Le morceau ne cherche pas le grand drame. Il glisse. La section rythmique joue comme si elle avait entendu trop de mensonges et savait qu’il ne faut jamais se presser. Comme des néons fatigués, les synthés clignotent. Le solo de guitare entre juste avec ce qu’il faut d’amertume. Martin dit le titre du morceau d’une voix plate, presque finale, comme s’il lisait une mauvaise nouvelle sur un télégramme. Il ne crie pas, ne supplie pas. Il hausse les épaules, allume une autre cigarette et regarde la fille disparaître.

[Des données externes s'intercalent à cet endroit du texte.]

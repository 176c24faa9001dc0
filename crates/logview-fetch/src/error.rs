//! Error types for log acquisition
//!
//! Provides error handling for:
//! - Blob retrieval (network, HTTP status, non-text bodies)
//! - Stream connections (connect, transport, error events)
//! - Configuration loading
//!
//! None of these reach the renderer: the orchestrator turns every fetch
//! error into a section reset.

use std::path::PathBuf;

/// Errors while retrieving section data
#[derive(Debug, thiserror::Error)]
pub enum FetchError {
    /// Request could not be completed
    #[error("network error: {0}")]
    Network(String),

    /// Server answered with a failure status
    #[error("http status {status}")]
    Http {
        /// Status code
        status: u16,
    },

    /// Body was not text
    #[error("response body is not text")]
    NonText,

    /// Work was cancelled by teardown
    #[error("operation cancelled")]
    Cancelled,

    /// Push connection could not be opened
    #[error("stream connect failed: {0}")]
    Connect(String),

    /// Push connection reported an error
    #[error("stream error: {0}")]
    Stream(String),

    /// Endpoint URL could not be built
    #[error("invalid endpoint: {0}")]
    InvalidEndpoint(String),
}

impl FetchError {
    /// Whether the section can be retried by reopening it
    #[inline]
    #[must_use]
    pub fn is_recoverable(&self) -> bool {
        !matches!(self, Self::Cancelled | Self::InvalidEndpoint(_))
    }
}

impl From<reqwest::Error> for FetchError {
    fn from(err: reqwest::Error) -> Self {
        match err.status() {
            Some(status) => Self::Http {
                status: status.as_u16(),
            },
            None => Self::Network(err.to_string()),
        }
    }
}

impl From<tokio_tungstenite::tungstenite::Error> for FetchError {
    fn from(err: tokio_tungstenite::tungstenite::Error) -> Self {
        Self::Stream(err.to_string())
    }
}

/// Configuration errors
#[derive(Debug, thiserror::Error)]
pub enum ConfigError {
    /// Config file could not be read
    #[error("io error reading {path}: {source}")]
    Io {
        /// File path
        path: PathBuf,
        /// Underlying error
        #[source]
        source: std::io::Error,
    },

    /// Config file is not valid TOML for [`LogViewConfig`](crate::config::LogViewConfig)
    #[error("invalid config: {0}")]
    Toml(#[from] toml::de::Error),

    /// Config values are out of range
    #[error("invalid config value: {0}")]
    Invalid(String),
}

L’une des voix les plus originales de la nouvelle scène pop-rock, mêlant mélodies accrocheuses et style lyrique décalé.

(Billboard, 1980)

Bad News est apparue à une époque où la pop se partageait entre les angles vifs de la new wave et les restes étincelants du disco. Sans appartenir à aucun camp, Moon Martin se tenait au centre, proposant des refrains limpides avec un sourire en coin. Le public français l’a tout de suite compris. Bad News est rapidement devenue un hymne discret pour ceux qui se sentaient mieux derrière des lunettes de soleil. Elle passait en club, dans les voitures, sur des lecteurs cassette qui réclamaient toujours un crayon pour rembobiner.

Cette chanson cache une ville entière. Elle croise des couples silencieux, des regards perdus dans les vitrines, et longe des motels bleutés. Moon Martin n’a jamais cherché à mener la course. Il a laissé des empreintes, simplement. Bad News reste dans l’air parce qu’elle ne cherche pas à se faire entendre. Elle reste cool, continue sa route et ne se retourne jamais.